------ MATERIALS PROVIDED

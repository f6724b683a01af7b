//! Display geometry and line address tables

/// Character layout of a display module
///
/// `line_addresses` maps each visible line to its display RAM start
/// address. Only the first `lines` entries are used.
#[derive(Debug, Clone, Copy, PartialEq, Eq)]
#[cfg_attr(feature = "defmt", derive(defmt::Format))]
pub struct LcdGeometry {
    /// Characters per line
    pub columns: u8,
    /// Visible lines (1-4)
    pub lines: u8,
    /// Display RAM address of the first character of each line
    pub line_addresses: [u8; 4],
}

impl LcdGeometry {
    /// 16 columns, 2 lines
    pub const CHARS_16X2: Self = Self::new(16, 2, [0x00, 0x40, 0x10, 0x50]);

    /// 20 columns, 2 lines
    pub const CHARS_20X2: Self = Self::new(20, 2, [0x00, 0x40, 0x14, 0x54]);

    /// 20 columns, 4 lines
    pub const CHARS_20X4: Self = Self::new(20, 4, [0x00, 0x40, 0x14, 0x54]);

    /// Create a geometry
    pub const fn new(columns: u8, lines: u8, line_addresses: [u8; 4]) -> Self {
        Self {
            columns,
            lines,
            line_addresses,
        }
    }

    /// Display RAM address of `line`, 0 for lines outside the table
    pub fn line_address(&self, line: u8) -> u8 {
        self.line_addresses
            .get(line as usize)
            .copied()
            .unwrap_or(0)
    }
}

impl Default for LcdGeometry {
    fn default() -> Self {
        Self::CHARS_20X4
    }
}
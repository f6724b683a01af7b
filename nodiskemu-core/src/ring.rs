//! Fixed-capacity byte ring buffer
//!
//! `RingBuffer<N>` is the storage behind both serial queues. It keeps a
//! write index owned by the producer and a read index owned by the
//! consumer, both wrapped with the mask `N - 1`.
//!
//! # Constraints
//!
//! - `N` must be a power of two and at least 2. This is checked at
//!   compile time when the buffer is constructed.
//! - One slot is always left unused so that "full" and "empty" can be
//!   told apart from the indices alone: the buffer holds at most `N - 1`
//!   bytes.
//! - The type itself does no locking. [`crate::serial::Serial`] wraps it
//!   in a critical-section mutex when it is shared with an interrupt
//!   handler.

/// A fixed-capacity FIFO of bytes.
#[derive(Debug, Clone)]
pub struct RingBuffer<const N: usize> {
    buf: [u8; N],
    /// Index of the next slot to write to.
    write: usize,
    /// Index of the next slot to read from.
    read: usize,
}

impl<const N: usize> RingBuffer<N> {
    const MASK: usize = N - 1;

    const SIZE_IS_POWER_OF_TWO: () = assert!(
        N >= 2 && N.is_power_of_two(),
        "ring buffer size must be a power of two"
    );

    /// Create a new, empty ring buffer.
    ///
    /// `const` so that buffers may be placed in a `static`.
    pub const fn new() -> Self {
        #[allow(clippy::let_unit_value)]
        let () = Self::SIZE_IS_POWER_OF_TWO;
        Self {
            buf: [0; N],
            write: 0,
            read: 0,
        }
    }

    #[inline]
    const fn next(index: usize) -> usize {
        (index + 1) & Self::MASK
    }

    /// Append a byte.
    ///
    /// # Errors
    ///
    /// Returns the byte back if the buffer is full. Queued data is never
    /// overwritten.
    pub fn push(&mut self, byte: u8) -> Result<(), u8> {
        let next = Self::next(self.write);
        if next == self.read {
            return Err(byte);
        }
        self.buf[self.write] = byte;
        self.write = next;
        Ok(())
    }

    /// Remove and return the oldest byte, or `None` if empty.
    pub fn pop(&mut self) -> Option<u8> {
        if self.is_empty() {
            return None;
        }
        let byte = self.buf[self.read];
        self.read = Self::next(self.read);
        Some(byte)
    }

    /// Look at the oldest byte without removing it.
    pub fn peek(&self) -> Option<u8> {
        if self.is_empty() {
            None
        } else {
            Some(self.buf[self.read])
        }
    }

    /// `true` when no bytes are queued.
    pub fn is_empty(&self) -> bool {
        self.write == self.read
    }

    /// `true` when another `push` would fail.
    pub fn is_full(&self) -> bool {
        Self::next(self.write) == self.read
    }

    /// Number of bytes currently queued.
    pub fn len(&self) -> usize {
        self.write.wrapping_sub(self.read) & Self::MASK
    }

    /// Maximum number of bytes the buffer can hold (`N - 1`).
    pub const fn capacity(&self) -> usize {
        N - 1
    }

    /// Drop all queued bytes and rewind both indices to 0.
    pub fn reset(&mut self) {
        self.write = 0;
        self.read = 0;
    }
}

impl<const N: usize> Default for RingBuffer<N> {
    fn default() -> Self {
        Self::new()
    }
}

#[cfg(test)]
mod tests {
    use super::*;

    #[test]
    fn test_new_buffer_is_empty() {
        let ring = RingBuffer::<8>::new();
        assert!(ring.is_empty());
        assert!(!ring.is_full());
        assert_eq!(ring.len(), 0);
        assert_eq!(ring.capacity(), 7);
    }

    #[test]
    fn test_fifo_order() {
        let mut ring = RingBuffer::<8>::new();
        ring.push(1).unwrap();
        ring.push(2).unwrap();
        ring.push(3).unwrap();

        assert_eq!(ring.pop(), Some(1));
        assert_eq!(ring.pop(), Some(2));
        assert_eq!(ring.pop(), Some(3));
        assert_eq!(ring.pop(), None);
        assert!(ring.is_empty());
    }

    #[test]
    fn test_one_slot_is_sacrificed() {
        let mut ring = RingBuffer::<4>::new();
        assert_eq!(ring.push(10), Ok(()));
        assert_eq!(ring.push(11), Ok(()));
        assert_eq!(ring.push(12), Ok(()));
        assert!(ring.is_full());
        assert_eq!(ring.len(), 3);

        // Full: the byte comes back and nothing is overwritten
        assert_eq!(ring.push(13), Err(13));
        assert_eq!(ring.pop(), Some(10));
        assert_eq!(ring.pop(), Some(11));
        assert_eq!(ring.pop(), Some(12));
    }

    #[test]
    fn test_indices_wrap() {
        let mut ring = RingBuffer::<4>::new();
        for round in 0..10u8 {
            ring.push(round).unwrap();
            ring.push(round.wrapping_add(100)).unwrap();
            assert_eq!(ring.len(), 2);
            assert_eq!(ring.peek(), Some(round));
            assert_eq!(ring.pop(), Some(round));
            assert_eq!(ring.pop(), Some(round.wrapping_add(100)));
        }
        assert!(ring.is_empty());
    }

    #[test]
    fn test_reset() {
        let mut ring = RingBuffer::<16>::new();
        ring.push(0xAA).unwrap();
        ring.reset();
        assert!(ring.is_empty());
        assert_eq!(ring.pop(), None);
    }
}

------------

■ EXERCISE OBJECTIVE ■
Given the data above, transcribe exactly the lines from the one containing "impl<const N: usize> RingBuffer<N>" down to the one containing "Remove and return", and no others.

■ SOLUTION TO THE EXERCISE ■
impl<const N: usize> RingBuffer<N> {
    const MASK: usize = N - 1;

    const SIZE_IS_POWER_OF_TWO: () = assert!(
        N >= 2 && N.is_power_of_two(),
        "ring buffer size must be a power of two"
    );

    /// Create a new, empty ring buffer.
    ///
    /// `const` so that buffers may be placed in a `static`.
    pub const fn new() -> Self {
        #[allow(clippy::let_unit_value)]
        let () = Self::SIZE_IS_POWER_OF_TWO;
        Self {
            buf: [0; N],
            write: 0,
            read: 0,
        }
    }

    #[inline]
    const fn next(index: usize) -> usize {
        (index + 1) & Self::MASK
    }

    /// Append a byte.
    ///
    /// # Errors
    ///
    /// Returns the byte back if the buffer is full. Queued data is never
    /// overwritten.
    pub fn push(&mut self, byte: u8) -> Result<(), u8> {
        let next = Self::next(self.write);
        if next == self.read {
            return Err(byte);
        }
        self.buf[self.write] = byte;
        self.write = next;
        Ok(())
    }

    /// Remove and return the oldest byte, or `None` if empty.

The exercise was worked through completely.